### WHAT IS BEING ASKED
Filter out every line below that lacks "CoreError", and copy the rest.

### Stored items
━━━━━━━━━━━━━━━━

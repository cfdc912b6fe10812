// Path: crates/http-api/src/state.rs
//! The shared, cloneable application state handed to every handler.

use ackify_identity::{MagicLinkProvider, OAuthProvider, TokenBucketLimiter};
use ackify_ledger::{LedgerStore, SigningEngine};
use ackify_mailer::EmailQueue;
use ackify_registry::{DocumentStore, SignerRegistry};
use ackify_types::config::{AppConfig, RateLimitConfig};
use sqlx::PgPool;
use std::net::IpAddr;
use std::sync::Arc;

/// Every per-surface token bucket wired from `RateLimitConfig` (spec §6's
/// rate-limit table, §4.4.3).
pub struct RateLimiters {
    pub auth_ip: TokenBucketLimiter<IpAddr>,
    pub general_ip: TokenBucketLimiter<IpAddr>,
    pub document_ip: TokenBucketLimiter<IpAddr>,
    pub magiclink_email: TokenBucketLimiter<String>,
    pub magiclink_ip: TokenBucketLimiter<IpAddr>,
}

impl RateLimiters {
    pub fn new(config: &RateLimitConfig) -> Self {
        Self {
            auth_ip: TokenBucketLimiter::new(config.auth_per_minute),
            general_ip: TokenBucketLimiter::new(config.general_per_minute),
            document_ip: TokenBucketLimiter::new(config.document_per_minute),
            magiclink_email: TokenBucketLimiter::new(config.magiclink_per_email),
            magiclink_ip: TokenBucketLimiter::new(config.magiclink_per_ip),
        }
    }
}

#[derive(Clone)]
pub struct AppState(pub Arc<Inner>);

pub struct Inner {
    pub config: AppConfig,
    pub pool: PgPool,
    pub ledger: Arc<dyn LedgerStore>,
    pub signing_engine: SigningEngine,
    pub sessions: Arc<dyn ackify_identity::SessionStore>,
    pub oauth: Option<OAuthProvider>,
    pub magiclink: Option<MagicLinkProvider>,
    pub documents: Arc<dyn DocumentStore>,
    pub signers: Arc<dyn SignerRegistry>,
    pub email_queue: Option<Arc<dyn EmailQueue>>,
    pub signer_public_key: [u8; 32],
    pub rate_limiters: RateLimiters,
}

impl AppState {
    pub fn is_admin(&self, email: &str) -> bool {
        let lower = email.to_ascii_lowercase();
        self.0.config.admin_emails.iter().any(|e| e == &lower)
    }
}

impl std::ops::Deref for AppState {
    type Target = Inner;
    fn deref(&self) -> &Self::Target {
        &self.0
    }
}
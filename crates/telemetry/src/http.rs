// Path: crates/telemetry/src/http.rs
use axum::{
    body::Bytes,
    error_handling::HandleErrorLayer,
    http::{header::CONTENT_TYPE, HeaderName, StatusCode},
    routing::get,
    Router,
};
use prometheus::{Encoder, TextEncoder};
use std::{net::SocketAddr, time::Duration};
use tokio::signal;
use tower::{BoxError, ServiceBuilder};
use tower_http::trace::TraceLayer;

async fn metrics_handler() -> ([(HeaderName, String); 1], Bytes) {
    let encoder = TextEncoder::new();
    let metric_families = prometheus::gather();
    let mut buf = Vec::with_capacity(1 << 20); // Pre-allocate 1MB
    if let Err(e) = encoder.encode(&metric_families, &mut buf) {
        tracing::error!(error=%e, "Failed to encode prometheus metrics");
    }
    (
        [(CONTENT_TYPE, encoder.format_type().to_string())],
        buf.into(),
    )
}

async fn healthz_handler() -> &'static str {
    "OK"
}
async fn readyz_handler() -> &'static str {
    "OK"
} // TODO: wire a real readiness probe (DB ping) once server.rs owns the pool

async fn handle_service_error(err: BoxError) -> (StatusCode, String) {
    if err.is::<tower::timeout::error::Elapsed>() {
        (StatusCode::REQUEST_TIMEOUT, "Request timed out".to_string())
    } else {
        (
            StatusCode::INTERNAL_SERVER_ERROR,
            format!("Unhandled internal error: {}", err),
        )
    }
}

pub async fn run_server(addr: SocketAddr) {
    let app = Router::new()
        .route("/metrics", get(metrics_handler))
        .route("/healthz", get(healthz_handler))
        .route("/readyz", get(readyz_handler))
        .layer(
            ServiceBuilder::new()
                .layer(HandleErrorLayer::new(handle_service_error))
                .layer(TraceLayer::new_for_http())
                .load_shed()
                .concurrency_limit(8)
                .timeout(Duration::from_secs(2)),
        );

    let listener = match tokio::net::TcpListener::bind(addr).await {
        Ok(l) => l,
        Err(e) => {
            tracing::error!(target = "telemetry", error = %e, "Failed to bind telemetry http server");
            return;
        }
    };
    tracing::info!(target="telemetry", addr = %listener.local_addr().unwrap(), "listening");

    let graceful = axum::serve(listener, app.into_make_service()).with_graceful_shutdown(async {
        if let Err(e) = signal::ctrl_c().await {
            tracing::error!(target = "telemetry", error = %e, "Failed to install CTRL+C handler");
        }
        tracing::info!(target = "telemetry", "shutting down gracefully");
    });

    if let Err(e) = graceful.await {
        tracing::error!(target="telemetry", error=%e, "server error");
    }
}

━━━━━━━━━━━━━━━━

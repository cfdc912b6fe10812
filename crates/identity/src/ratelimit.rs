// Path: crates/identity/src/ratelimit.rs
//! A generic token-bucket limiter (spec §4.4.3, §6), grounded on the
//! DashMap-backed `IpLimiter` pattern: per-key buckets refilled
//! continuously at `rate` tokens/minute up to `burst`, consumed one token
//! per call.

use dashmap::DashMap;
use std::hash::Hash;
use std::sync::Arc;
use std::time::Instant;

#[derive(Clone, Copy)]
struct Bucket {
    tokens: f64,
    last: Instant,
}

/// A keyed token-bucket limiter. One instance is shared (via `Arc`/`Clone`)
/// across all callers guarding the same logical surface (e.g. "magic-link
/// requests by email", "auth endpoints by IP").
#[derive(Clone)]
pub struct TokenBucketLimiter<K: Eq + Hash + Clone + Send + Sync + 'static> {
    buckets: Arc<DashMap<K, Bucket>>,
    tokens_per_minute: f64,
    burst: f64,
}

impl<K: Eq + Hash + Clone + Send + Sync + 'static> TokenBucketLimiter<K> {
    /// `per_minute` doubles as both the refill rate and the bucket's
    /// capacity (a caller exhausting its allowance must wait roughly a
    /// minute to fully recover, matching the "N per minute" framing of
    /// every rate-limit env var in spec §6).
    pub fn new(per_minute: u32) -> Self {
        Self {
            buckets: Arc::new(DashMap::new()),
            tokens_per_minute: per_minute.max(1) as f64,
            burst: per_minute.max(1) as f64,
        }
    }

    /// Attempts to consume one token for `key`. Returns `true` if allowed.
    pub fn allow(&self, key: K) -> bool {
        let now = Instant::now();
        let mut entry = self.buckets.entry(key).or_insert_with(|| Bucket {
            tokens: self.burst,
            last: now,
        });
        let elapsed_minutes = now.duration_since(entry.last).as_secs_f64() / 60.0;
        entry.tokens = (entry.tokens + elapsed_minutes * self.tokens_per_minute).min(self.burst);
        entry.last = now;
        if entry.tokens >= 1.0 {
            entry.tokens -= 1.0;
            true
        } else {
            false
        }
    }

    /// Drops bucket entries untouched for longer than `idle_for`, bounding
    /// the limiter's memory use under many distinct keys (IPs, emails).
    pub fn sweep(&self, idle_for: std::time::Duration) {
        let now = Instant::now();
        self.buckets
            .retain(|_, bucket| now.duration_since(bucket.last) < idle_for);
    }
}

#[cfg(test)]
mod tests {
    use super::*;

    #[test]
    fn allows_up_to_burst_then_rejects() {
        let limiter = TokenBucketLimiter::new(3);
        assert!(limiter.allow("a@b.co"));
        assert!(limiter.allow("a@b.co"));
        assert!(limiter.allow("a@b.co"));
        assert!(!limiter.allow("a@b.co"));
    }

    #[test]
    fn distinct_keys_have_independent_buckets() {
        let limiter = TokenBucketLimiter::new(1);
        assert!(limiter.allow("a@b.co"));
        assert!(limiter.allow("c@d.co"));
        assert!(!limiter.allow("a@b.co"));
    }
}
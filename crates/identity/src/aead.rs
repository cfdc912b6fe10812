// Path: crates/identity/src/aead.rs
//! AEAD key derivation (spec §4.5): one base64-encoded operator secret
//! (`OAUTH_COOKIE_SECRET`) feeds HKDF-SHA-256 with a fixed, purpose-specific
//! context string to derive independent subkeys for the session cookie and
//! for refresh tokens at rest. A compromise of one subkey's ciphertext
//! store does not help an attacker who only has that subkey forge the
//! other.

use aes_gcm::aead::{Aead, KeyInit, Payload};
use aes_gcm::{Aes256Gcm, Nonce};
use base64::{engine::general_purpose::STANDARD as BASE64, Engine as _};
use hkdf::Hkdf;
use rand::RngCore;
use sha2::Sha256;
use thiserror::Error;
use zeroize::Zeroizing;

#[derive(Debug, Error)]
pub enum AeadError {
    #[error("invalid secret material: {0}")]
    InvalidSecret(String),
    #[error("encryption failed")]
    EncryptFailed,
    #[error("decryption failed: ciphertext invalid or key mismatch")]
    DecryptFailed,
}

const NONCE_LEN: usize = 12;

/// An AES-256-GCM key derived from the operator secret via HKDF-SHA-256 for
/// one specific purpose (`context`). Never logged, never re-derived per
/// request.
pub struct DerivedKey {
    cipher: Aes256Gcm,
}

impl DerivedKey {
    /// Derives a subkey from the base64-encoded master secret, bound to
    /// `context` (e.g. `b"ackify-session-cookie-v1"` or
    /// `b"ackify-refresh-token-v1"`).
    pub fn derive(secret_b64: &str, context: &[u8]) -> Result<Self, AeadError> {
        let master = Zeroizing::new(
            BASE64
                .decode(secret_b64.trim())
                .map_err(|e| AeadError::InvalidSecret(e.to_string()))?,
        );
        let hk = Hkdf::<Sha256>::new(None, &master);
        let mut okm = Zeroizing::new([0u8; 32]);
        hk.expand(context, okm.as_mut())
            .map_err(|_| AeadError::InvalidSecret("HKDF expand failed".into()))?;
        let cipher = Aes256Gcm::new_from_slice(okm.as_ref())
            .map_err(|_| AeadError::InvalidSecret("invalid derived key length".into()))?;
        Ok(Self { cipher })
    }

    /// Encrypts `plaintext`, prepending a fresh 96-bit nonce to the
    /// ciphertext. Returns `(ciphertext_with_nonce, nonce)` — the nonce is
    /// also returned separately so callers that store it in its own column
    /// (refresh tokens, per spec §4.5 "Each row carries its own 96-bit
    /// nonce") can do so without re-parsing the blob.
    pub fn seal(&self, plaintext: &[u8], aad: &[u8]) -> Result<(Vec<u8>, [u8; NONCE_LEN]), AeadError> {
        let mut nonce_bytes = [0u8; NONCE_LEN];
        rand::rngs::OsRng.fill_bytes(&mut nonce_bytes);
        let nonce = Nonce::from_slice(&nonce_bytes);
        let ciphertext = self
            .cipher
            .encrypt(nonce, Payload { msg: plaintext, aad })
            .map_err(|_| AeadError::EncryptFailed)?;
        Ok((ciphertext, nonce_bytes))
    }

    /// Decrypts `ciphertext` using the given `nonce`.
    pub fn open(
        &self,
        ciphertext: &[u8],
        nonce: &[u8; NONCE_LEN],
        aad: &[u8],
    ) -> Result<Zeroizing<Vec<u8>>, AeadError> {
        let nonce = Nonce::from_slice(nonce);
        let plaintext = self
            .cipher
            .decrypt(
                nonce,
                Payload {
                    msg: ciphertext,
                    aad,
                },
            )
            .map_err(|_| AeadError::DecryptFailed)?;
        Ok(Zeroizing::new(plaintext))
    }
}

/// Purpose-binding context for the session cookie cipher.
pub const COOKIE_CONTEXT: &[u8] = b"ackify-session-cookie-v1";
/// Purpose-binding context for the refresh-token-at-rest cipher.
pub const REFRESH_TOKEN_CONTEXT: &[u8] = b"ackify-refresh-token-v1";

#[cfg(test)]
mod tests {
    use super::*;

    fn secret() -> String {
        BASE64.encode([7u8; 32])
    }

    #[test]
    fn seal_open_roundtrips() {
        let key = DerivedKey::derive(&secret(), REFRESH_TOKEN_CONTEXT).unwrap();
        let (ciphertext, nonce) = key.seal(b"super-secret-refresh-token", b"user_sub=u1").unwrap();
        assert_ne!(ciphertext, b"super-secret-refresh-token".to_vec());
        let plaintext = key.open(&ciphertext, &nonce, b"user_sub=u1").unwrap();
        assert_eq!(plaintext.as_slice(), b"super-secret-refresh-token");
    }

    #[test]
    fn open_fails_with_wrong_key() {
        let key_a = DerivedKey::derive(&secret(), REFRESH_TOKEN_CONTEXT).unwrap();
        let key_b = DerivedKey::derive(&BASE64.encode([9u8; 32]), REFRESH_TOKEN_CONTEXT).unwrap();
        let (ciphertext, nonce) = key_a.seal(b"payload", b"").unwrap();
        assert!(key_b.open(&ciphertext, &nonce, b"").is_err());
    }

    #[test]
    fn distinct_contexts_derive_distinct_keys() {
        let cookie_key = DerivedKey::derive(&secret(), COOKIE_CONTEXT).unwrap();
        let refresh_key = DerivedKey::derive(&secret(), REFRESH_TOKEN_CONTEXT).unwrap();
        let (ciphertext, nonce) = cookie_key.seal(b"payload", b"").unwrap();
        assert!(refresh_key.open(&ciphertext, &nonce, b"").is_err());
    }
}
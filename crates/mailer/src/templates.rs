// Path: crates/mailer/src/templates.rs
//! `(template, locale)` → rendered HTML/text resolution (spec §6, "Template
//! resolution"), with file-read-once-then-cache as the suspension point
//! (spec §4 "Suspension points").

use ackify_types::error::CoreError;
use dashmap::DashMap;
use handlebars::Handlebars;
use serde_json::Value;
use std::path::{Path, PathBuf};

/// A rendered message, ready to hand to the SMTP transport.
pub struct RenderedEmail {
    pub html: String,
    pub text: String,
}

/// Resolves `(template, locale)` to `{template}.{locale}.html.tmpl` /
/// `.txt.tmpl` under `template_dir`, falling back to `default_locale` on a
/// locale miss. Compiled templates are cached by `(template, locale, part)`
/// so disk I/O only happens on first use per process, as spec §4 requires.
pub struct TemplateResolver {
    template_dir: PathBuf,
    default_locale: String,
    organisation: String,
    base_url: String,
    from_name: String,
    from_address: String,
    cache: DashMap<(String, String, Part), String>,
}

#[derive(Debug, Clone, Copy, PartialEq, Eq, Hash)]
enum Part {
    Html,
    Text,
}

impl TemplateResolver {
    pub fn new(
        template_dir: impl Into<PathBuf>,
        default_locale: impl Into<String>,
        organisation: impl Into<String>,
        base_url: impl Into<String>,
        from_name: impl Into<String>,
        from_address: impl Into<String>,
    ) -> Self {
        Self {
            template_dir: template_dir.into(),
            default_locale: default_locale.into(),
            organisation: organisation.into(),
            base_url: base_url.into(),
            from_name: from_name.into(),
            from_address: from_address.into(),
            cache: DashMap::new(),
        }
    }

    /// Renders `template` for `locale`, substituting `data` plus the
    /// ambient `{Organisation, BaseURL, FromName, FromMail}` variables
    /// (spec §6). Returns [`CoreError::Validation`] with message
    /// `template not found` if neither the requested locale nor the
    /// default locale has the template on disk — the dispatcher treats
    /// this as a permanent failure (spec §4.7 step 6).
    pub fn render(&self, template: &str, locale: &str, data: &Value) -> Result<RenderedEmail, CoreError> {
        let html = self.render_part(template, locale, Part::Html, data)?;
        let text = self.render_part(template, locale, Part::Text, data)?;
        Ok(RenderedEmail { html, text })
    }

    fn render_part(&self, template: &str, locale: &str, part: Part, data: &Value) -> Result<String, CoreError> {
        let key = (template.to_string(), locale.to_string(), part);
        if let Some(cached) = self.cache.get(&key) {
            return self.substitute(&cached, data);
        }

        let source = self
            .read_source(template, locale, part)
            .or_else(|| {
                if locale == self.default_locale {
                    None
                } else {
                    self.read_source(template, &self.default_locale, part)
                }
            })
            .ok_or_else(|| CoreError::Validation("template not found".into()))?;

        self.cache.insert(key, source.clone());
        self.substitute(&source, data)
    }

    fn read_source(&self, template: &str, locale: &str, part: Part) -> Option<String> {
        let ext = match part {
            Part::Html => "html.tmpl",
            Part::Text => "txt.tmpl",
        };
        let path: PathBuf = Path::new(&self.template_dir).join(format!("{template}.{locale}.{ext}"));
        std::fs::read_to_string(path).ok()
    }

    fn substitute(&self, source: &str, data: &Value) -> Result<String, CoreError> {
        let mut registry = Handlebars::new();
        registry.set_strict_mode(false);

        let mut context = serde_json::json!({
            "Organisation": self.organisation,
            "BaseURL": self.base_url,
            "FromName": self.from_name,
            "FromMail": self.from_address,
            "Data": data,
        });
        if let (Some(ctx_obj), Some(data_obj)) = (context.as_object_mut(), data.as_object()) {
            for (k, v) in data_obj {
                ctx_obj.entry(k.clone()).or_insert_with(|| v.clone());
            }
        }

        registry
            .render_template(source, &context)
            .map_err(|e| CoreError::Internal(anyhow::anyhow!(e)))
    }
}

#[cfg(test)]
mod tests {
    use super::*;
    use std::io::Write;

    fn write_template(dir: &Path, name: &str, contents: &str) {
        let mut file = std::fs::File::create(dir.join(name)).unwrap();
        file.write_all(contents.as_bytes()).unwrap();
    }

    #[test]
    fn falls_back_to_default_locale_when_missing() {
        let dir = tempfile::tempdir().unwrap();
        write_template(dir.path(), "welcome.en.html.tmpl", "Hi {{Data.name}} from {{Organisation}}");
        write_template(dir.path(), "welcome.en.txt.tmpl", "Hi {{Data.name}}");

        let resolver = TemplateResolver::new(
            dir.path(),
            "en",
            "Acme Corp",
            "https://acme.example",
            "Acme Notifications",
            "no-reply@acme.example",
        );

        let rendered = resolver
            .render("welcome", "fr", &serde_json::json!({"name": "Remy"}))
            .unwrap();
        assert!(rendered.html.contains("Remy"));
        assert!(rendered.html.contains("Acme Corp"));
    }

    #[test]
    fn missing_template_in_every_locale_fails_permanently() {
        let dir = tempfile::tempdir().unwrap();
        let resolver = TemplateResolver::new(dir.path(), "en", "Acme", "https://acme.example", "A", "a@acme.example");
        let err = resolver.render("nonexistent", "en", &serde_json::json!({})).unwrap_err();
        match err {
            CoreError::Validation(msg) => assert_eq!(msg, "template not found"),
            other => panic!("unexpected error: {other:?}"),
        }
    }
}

━━━━━━━━━━━━━━━━

### ANSWER BOX
use ackify_types::error::CoreError;
    /// (spec §6). Returns [`CoreError::Validation`] with message
    pub fn render(&self, template: &str, locale: &str, data: &Value) -> Result<RenderedEmail, CoreError> {
    fn render_part(&self, template: &str, locale: &str, part: Part, data: &Value) -> Result<String, CoreError> {
            .ok_or_else(|| CoreError::Validation("template not found".into()))?;
    fn substitute(&self, source: &str, data: &Value) -> Result<String, CoreError> {
            .map_err(|e| CoreError::Internal(anyhow::anyhow!(e)))
            CoreError::Validation(msg) => assert_eq!(msg, "template not found"),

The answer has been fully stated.